1st get a new scope chances are you will never have a good zero with the cheap junk they put on those. Dont shoot the vmax at deer would not work out the best. buy reloading equiment you will make even better kick *** ammo with the most supper powers in the world and last shoot shoot and shoot some more. and just becase a ammo manufacture says those numbers on the box dont believe them


----------



## mrmorris (Jan 19, 2011)

Yeah so far I love it!!!! I have yet to find a spot to slay a coyote. Been really busy lately.....
I did however take that crappy Remington, more like a Bushnell 3X9 with "R" on the caps on it off and installed a good quailty 4X16X40 scope and it kicks ***!!!!!!!!!!!!!!!!!!!!!!!
Man you zoom in to something from 8 to 16 power and it's unreal!!
I plan on getting some reloading stuff to get me started too! Some old timers I work with have been reloading for years and offered to help in any way! I wanna get the basic stuff, goood powder/primers and Hornady Bullets for hunting, and whatever ever's on sale for target shooting. Really the only rds I am going to start reloading are, .243, 30-06, and 9mm.

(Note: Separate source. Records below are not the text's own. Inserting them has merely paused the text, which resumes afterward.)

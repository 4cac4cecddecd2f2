use std::sync::Arc;

use axum::{
    Json,
    extract::State,
    http::StatusCode,
};
use chrono::Utc;
use serde::Deserialize;

use crate::http_server::http_routes::extract::{FormInput, IdPath};
use crate::http_server::http_routes::{SearchForm, WriteResponse, checkbox, created, done};
use crate::http_server::state::AppState;
use crate::services::SearchResults;
use crate::services::artist::{ArtistDetail, ArtistProfile, ArtistService, ArtistSummary};
use crate::services::error::ListingError;
use crate::services::forms::NewArtist;

/// Artist form as posted by the create and edit pages.
#[derive(Debug, Deserialize)]
pub struct ArtistForm {
    #[serde(default)]
    name: String,
    #[serde(default)]
    city: String,
    #[serde(default)]
    state: String,
    #[serde(default)]
    phone: String,
    #[serde(default)]
    image_link: String,
    #[serde(default)]
    genres: Vec<String>,
    #[serde(default)]
    facebook_link: Option<String>,
    #[serde(default)]
    website_link: Option<String>,
    #[serde(default, deserialize_with = "checkbox")]
    seeking_venue: bool,
    #[serde(default)]
    seeking_description: Option<String>,
}

impl From<ArtistForm> for NewArtist {
    fn from(form: ArtistForm) -> Self {
        Self {
            name: form.name,
            city: form.city,
            state: form.state,
            phone: form.phone,
            image_link: form.image_link,
            website_link: form.website_link,
            facebook_link: form.facebook_link,
            genres: form.genres,
            seeking_venue: form.seeking_venue,
            seeking_description: form.seeking_description,
        }
    }
}

pub async fn list_artists(
    State(app_state): State<Arc<AppState>>,
) -> Result<Json<Vec<ArtistSummary>>, ListingError> {
    let service = ArtistService::new(app_state.db.clone());
    Ok(Json(service.list().await?))
}

pub async fn search_artists(
    State(app_state): State<Arc<AppState>>,
    FormInput(form): FormInput<SearchForm>,
) -> Result<Json<SearchResults>, ListingError> {
    let service = ArtistService::new(app_state.db.clone());
    Ok(Json(service.search(&form.search_term).await?))
}

pub async fn show_artist(
    State(app_state): State<Arc<AppState>>,
    IdPath(artist_id): IdPath,
) -> Result<Json<ArtistDetail>, ListingError> {
    let service = ArtistService::new(app_state.db.clone());
    Ok(Json(service.detail(artist_id, Utc::now()).await?))
}

pub async fn create_artist(
    State(app_state): State<Arc<AppState>>,
    FormInput(form): FormInput<ArtistForm>,
) -> Result<(StatusCode, Json<WriteResponse>), ListingError> {
    let service = ArtistService::new(app_state.db.clone());
    let artist = service.create(form.into()).await?;

    Ok(created(
        format!("Artist '{}' was successfully listed!", artist.name),
        artist.id,
    ))
}

pub async fn edit_artist(
    State(app_state): State<Arc<AppState>>,
    IdPath(artist_id): IdPath,
) -> Result<Json<ArtistProfile>, ListingError> {
    let service = ArtistService::new(app_state.db.clone());
    Ok(Json(service.profile(artist_id).await?))
}

pub async fn update_artist(
    State(app_state): State<Arc<AppState>>,
    IdPath(artist_id): IdPath,
    FormInput(form): FormInput<ArtistForm>,
) -> Result<Json<WriteResponse>, ListingError> {
    let service = ArtistService::new(app_state.db.clone());
    let artist = service.update(artist_id, form.into()).await?;

    Ok(done(format!(
        "Artist '{}' was successfully updated!",
        artist.name
    )))
}

pub async fn delete_artist(
    State(app_state): State<Arc<AppState>>,
    IdPath(artist_id): IdPath,
) -> Result<Json<WriteResponse>, ListingError> {
    let service = ArtistService::new(app_state.db.clone());
    service.delete(artist_id).await?;

    Ok(done(format!("Artist {} was successfully deleted.", artist_id)))
}
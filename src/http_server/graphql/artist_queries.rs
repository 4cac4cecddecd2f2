use async_graphql::{Context, Object, SimpleObject};
use chrono::{DateTime, Utc};

use crate::http_server::graphql::context::get_app_state;
use crate::http_server::graphql::search::SearchResponse;
use crate::http_server::graphql_error::GraphqlResult;
use crate::services::artist::{
    ArtistDetail, ArtistProfile, ArtistService, ArtistSummary, ShowWithVenue,
};

#[derive(Debug, Clone, SimpleObject)]
pub struct ArtistListItem {
    pub id: i64,
    pub name: String,
}

#[derive(Debug, Clone, SimpleObject)]
pub struct Artist {
    pub id: i64,
    pub name: String,
    pub genres: Vec<String>,
    pub city: String,
    pub state: String,
    pub phone: String,
    pub website: Option<String>,
    pub facebook_link: Option<String>,
    pub seeking_venue: bool,
    pub seeking_description: Option<String>,
    pub image_link: String,
}

#[derive(Debug, Clone, SimpleObject)]
pub struct ArtistShow {
    pub venue_id: i64,
    pub venue_name: String,
    pub venue_image_link: String,
    pub start_time: DateTime<Utc>,
}

#[derive(Debug, Clone, SimpleObject)]
pub struct ArtistWithShows {
    pub artist: Artist,
    pub past_shows: Vec<ArtistShow>,
    pub upcoming_shows: Vec<ArtistShow>,
    pub past_shows_count: i64,
    pub upcoming_shows_count: i64,
}

impl From<ArtistSummary> for ArtistListItem {
    fn from(artist: ArtistSummary) -> Self {
        Self {
            id: artist.id,
            name: artist.name,
        }
    }
}

impl From<ArtistProfile> for Artist {
    fn from(artist: ArtistProfile) -> Self {
        Self {
            id: artist.id,
            name: artist.name,
            genres: artist.genres.into_vec(),
            city: artist.city,
            state: artist.state,
            phone: artist.phone,
            website: artist.website,
            facebook_link: artist.facebook_link,
            seeking_venue: artist.seeking_venue,
            seeking_description: artist.seeking_description,
            image_link: artist.image_link,
        }
    }
}

impl From<ShowWithVenue> for ArtistShow {
    fn from(show: ShowWithVenue) -> Self {
        Self {
            venue_id: show.venue_id,
            venue_name: show.venue_name,
            venue_image_link: show.venue_image_link,
            start_time: show.start_time,
        }
    }
}

impl From<ArtistDetail> for ArtistWithShows {
    fn from(detail: ArtistDetail) -> Self {
        Self {
            artist: detail.artist.into(),
            past_shows: detail.past_shows.into_iter().map(Into::into).collect(),
            upcoming_shows: detail.upcoming_shows.into_iter().map(Into::into).collect(),
            past_shows_count: detail.past_shows_count as i64,
            upcoming_shows_count: detail.upcoming_shows_count as i64,
        }
    }
}

#[derive(Default)]
pub struct ArtistQuery;

#[Object]
impl ArtistQuery {
    async fn artists(&self, ctx: &Context<'_>) -> GraphqlResult<Vec<ArtistListItem>> {
        let db = &get_app_state(ctx)?.db;
        let service = ArtistService::new(db.clone());
        let artists = service.list().await?;

        Ok(artists.into_iter().map(Into::into).collect())
    }

    async fn artist(&self, ctx: &Context<'_>, id: i64) -> GraphqlResult<ArtistWithShows> {
        let db = &get_app_state(ctx)?.db;
        let service = ArtistService::new(db.clone());

        Ok(service.detail(id, Utc::now()).await?.into())
    }

    async fn search_artists(
        &self,
        ctx: &Context<'_>,
        search_term: String,
    ) -> GraphqlResult<SearchResponse> {
        let db = &get_app_state(ctx)?.db;
        let service = ArtistService::new(db.clone());

        Ok(service.search(&search_term).await?.into())
    }
}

Oh as for you saying "just because the manufacture says it will shoot that fast, does not always mean it" I agree to a certain point. 
With Hornady Ammo it's pretty dead on. Unless it's like 5 degrees outside. I took my .243 to the range using the 58g Hornady Superfomane V-Max, which on the box states "3925fps" at the muzzle. I checked it, shot 5 shots, and heres the results. It was 43 degrees F outside, no wind, 1st shot was 3936fps, 2nd shot was 3935fps, thrid was 3939fps, forth was 3939fps, and the last shot rang in at 3942fps. Not bad HUH????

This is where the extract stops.